ReplyDeleteSometimes the absorption has proceeded a little too silently, unfortunately. Both Eileen and I have shared our apprehension that CD's GM is not cited as often as it might be in recent queer work that happens to be deeply allied with its project (indeed, queer work that is hard to believe would exist so comfortably in the academy without GM).
The other side of this is to point our that GM is not always the most generous book in the world when it comes to citing other medievalist work. A scholar/queer theorist who never seems to get his due (not just in GM but more widely in medieval studies) is Glenn Burger. His essay "Kissing the Pardoner" was published in PMLA in 1992: queer theory, Chaucer, the Pardoner, performativity -- it's all here, and I want to emphasize that PMLA in 1992 was an almost impossible forum into which to place such work. And don't forget that Burger was blazing the deleuzian queer theory trail in 1997, in his Miller's Tale essay in Becoming Male in the Middle Ages.
Burger was obviously not alone. A queer community -- a pretty vibrant one in fact -- existed in 1999, and so even though GM is trailblazing, we shouldn't think of it as a project without traveling companions.
OK, the one other thing I wanted to to add is that Dinshaw did profoundly change how I interpret a text when it comes to Margery Kempe. I first heard what became her Kempe/Gluck chapter at the Cultural Frictions conference in 1995 (Mary Kate was in preschool, I think). Until that moment I had heard some feminist versions of Kempe -- but nothing that struck me (in my limited reading) as overly inventive. CD's reading of MK as queer opened doors for me, and the text has not been the same since.
MK, I like your idea of the temporally thick ruin (esp. resonates with Eileen's obsession with The University in Ruins; I'm kind of glad she's gone away so she won't swoop in and quote it again). And I think that you are exactly right to discern the future CD -- the temporal CD, if you will -- within the queer one.
I would have sent you an email but I didn't see one listed on the site, so I just thought I would post here.
ReplyDeleteI came across your site through Dr. Richard Nokes' Unlocked Wordhoard blog. I'm a subscriber to his blog (Dr. Nokes also regularly links to my site in his "Morning Medieval Miscellany" posts), as well as a subscriber to Carl Prydum's blog Got Medieval, among others. I’m just now trying to fill out my own blogroll — I’ve been slow to add other resource links to my website — and the category of “medieval resources” definitely needs some links added to it.

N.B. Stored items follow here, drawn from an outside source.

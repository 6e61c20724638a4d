//! `for VAR in RANGE -> COMMAND`

use super::Evaluation;
use crate::error::ShellResult;
use crate::range::parse_range_source;
use crate::scanner::substitute_with;
use crate::shell::Shell;
use regex::Regex;
use std::sync::OnceLock;
use tracing::{debug, warn};

fn for_loop_regex() -> &'static Regex {
    static RE: OnceLock<Regex> = OnceLock::new();
    RE.get_or_init(|| {
        Regex::new(r"(?i)^for\s+\$?(\w+)\s+(?:in\s+)?(.+?)\s*[-=]{1,2}>\s*(.+)$")
            .expect("static pattern")
    })
}

/// A parsed loop header and body.
#[derive(Debug, Clone, PartialEq, Eq)]
pub struct ForLoop<'l> {
    pub var: &'l str,
    pub source: &'l str,
    pub body: &'l str,
}

impl<'l> ForLoop<'l> {
    /// Recognise `for [$]VAR [in] RANGE -> COMMAND` (`=>` and `-->` also work).
    pub fn parse(line: &'l str) -> Option<Self> {
        let caps = for_loop_regex().captures(line.trim())?;
        Some(Self {
            var: caps.get(1)?.as_str(),
            source: caps.get(2)?.as_str().trim(),
            body: caps.get(3)?.as_str().trim(),
        })
    }
}

/// Replace `$var` and `${var}` in `template` with `value`, in one pass.
///
/// `$var` only matches when no identifier character follows, so `$x` does not
/// touch `$xy`. The inserted value is never scanned again.
pub fn substitute(template: &str, var: &str, value: &str) -> String {
    substitute_with(template, |name| (name == var).then_some(value))
}

/// One executed loop iteration.
#[derive(Debug)]
pub struct Iteration {
    /// 1-based position in the loop.
    pub index: usize,
    pub value: String,
    /// Body after substitution.
    pub command: String,
    /// The evaluation, or the one-line diagnostic it failed with.
    pub outcome: Result<Evaluation, String>,
}

impl Iteration {
    pub fn is_success(&self) -> bool {
        match &self.outcome {
            Ok(eval) => eval.status() == 0,
            Err(_) => false,
        }
    }
}

/// Everything a loop did, in iteration order.
#[derive(Debug)]
pub struct LoopReport {
    pub var: String,
    pub source: String,
    /// `Len()` of the range before the first item; display only.
    pub estimated_len: usize,
    pub iterations: Vec<Iteration>,
}

impl LoopReport {
    /// Textual results of the iterations that produced one.
    pub fn results(&self) -> impl Iterator<Item = &str> {
        self.iterations.iter().filter_map(|it| match &it.outcome {
            Ok(eval) => eval.text().filter(|t| !t.is_empty()),
            Err(_) => None,
        })
    }

    pub fn failures(&self) -> usize {
        self.iterations.iter().filter(|it| !it.is_success()).count()
    }
}

impl Shell {
    /// Drive a loop to completion.
    ///
    /// A bad range fails before anything runs. Failing iterations are
    /// recorded and the loop moves on.
    pub(crate) async fn run_for_loop(&mut self, spec: &ForLoop<'_>) -> ShellResult<LoopReport> {
        // Ranges of nested loops may name outer loop variables.
        let source = self.bind(spec.source);
        let mut range = parse_range_source(&source)?;
        let mut report = LoopReport {
            var: spec.var.to_string(),
            source,
            estimated_len: range.estimated_len(),
            iterations: Vec::new(),
        };
        debug!(var = spec.var, source = %report.source, len = report.estimated_len, "starting loop");

        let mut index = 0;
        for value in range.by_ref() {
            index += 1;
            let command = substitute(spec.body, spec.var, &value);

            // Bound, not spliced: the value is never parsed as syntax.
            self.bindings.push((spec.var.to_string(), value.clone()));
            let outcome = self
                .dispatch_boxed(spec.body, true)
                .await
                .map_err(|e| e.to_string());
            self.bindings.pop();

            let iteration = Iteration {
                index,
                value,
                command,
                outcome,
            };
            if !iteration.is_success() {
                warn!(
                    index,
                    command = %iteration.command,
                    error = iteration.outcome.as_ref().err().map_or("non-zero exit", String::as_str),
                    "loop iteration failed"
                );
            }
            report.iterations.push(iteration);
        }
        range.close();

        Ok(report)
    }
}

#[cfg(test)]
mod tests {
    use super::*;

    #[test]
    fn header_forms() {
        let l = ForLoop::parse("for x in 1..3 -> echo($x)").unwrap();
        assert_eq!((l.var, l.source, l.body), ("x", "1..3", "echo($x)"));

        let l = ForLoop::parse("for $ip 10.0.0.1..5 => ping $ip").unwrap();
        assert_eq!((l.var, l.source, l.body), ("ip", "10.0.0.1..5", "ping $ip"));

        let l = ForLoop::parse("FOR u in admin|root --> login user=$u").unwrap();
        assert_eq!((l.var, l.source), ("u", "admin|root"));

        assert!(ForLoop::parse("for x in 1..3").is_none());
        assert!(ForLoop::parse("format(x)").is_none());
    }

    #[test]
    fn substitution_is_single_pass() {
        assert_eq!(substitute("echo($x, ${x})", "x", "7"), "echo(7, 7)");
        assert_eq!(substitute("$xy $x", "x", "1"), "$xy 1");
        assert_eq!(substitute("$x", "x", "$x"), "$x");
        assert_eq!(substitute("cost $ 5", "x", "1"), "cost $ 5");
        assert_eq!(substitute("a$", "x", "1"), "a$");
    }
}
//! Module invocation: `name key=value positional ...`.

use super::call::Interpreter;
use crate::error::{ShellError, ShellResult};
use crate::scanner::{is_identifier, Cursor};
use crate::shell::Shell;
use modsh_core::{run_fanout, ExecutionResult, ModuleArgs, ModuleError};
use std::sync::Arc;
use tracing::{debug, info};

const THREADS_KEY: &str = "threads";
const SAVE_KEY: &str = "save";
const INPUT_KEY: &str = "input";

/// Arguments for one module invocation, after expansion.
#[derive(Debug, Clone, PartialEq, Eq)]
pub struct ModuleCall {
    pub args: ModuleArgs,
    /// Concurrent workers requested with `threads=N`.
    pub workers: usize,
    /// Key whose value was written as a bare `$name`.
    pub placeholder: Option<String>,
}

impl Default for ModuleCall {
    fn default() -> Self {
        Self {
            args: ModuleArgs::new(),
            workers: 1,
            placeholder: None,
        }
    }
}

impl ModuleCall {
    /// Hand piped input to the module: it replaces the first `key=$name`
    /// placeholder, or arrives as `input=`.
    pub fn inject(&mut self, input: String) {
        let key = self
            .placeholder
            .take()
            .unwrap_or_else(|| INPUT_KEY.to_string());
        self.args.insert(key, input);
    }
}

/// Outcome of a module run started from the shell.
#[derive(Debug, Clone)]
pub struct ModuleRun {
    pub name: String,
    pub args: ModuleArgs,
    pub workers: usize,
    pub result: ExecutionResult,
}

/// Split on whitespace outside quotes and parentheses, keeping quotes.
fn split_words(text: &str) -> ShellResult<Vec<&str>> {
    let mut words = Vec::new();
    let mut cursor = Cursor::new(text);
    loop {
        cursor.take_while(char::is_whitespace);
        if cursor.is_eof() {
            break;
        }
        let start = cursor.pos();
        while let Some(c) = cursor.peek() {
            match c {
                c if c.is_whitespace() => break,
                '"' | '\'' => {
                    cursor.take_quoted()?;
                }
                '(' => {
                    cursor.bump();
                    cursor.take_balanced()?;
                }
                _ => {
                    cursor.bump();
                }
            }
        }
        words.push(&text[start..cursor.pos()]);
    }
    Ok(words)
}

/// `key=value` split, when the key is an identifier.
fn split_assignment(word: &str) -> Option<(&str, &str)> {
    word.split_once('=')
        .filter(|(key, _)| is_identifier(key))
}

fn is_placeholder(raw: &str) -> bool {
    raw.strip_prefix('$').is_some_and(is_identifier)
}

impl Interpreter<'_> {
    /// Parse the argument words of a module invocation.
    ///
    /// Accepts `key=value`, `key = value`, `key= value` and quoted values.
    /// Other words become positional `arg0`, `arg1`, ... Values expand
    /// `$(...)` and `$name`; single-quoted values only see loop variables.
    pub fn module_args(&self, raw: &str) -> ShellResult<ModuleCall> {
        let words = split_words(raw)?;
        let mut call = ModuleCall::default();
        let mut positional = 0usize;
        let mut i = 0;

        while i < words.len() {
            let word = words[i];
            let (key, raw_value) = if words.get(i + 1) == Some(&"=") && i + 2 < words.len() && is_identifier(word) {
                i += 2;
                (word.to_string(), words[i])
            } else if let Some((key, value)) = split_assignment(word) {
                if value.is_empty() && i + 1 < words.len() && split_assignment(words[i + 1]).is_none() {
                    i += 1;
                    (key.to_string(), words[i])
                } else {
                    (key.to_string(), value)
                }
            } else {
                let key = format!("arg{positional}");
                positional += 1;
                (key, word)
            };
            i += 1;

            if call.placeholder.is_none() && is_placeholder(raw_value) {
                call.placeholder = Some(key.clone());
            }
            let value = self.module_value(raw_value)?;
            call.args.insert(key, value);
        }

        if let Some(threads) = call.args.remove(THREADS_KEY) {
            call.workers = threads
                .trim()
                .parse::<usize>()
                .ok()
                .filter(|n| *n > 0)
                .ok_or_else(|| {
                    ShellError::invalid(format!("threads must be a positive integer, got '{threads}'"))
                })?;
        }
        if call.args.remove(SAVE_KEY).is_some() {
            debug!("ignoring 'save' argument");
        }
        if call.placeholder.as_deref().is_some_and(|k| !call.args.contains_key(k)) {
            call.placeholder = None;
        }
        Ok(call)
    }

    fn module_value(&self, raw: &str) -> ShellResult<String> {
        let mut cursor = Cursor::new(raw);
        if let Some(quote @ ('"' | '\'')) = cursor.peek() {
            let content = cursor.take_quoted()?;
            if cursor.is_eof() {
                return if quote == '"' {
                    self.expand(&content)
                } else {
                    Ok(self.resolver.bind_literal(&content))
                };
            }
        }
        self.expand(raw)
    }
}

impl Shell {
    /// Run module `name` with the raw argument text that followed it.
    ///
    /// Session variables fill in keys the command line did not set. Piped
    /// `input` is injected after parsing.
    pub(crate) async fn run_module(
        &self,
        name: &str,
        raw_args: &str,
        input: Option<String>,
    ) -> ShellResult<ModuleRun> {
        if !self.modules.contains(name) {
            return Err(ModuleError::NotFound(name.to_string()).into());
        }

        let mut call = self.interpreter().module_args(raw_args)?;
        if let Some(input) = input {
            call.inject(input);
        }
        for (key, value) in self.session().iter() {
            call.args
                .entry(key.to_string())
                .or_insert_with(|| value.to_string());
        }

        info!(module = name, workers = call.workers, "executing module");
        let result = if call.workers > 1 {
            run_fanout(Arc::clone(&self.modules), name, &call.args, call.workers).await?
        } else {
            self.modules.execute(name, &call.args).await?
        };
        info!(
            module = name,
            success = result.success,
            exit_code = result.exit_code,
            elapsed_ms = u64::try_from(result.duration.as_millis()).unwrap_or(u64::MAX),
            "module finished"
        );

        Ok(ModuleRun {
            name: name.to_string(),
            args: call.args,
            workers: call.workers,
            result,
        })
    }
}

I notice we share several of the same Web site interests, and I was wondering if you would be interested in trading links: I'll add your site to my blogroll and vice versa. Let me know if you're interested.
Best wishes,
Steven
Thanks, Steven, your site looks interesting. We speak a lot about the intersection of the artistic and the scholarly, and I see that is very much what your own blog is about ... as is Carolyn Dinshaw's Getting Medieval, the book we've been discussing here.
ReplyDeleteMKH, another excellent post, thanks, and thanks for more guidance on your thinking on ruins. I think I'm finally started to get it! And, yes, there is a nice intersection with my animal work, especially with what I'm reading right now: Donna Haraway's When Species Meet, which in part describes a non-appropriative way of becoming-with, working-with animals, of being touched by them, of recognizing them rather than just (as Derrida does with his cat) letting them be.
ReplyDeleteIncidentally, Haraway carries out so much of this analysis through her own experience with her own dogs. Given her own 'middle class' background (her father was a sportswiter, a wordsmith, and think simpatico with his daughter's profession), I begin to wonder about the relationship between class background and autobiographic-contoured criticism.....
Right! My longer comment just became a post in itself.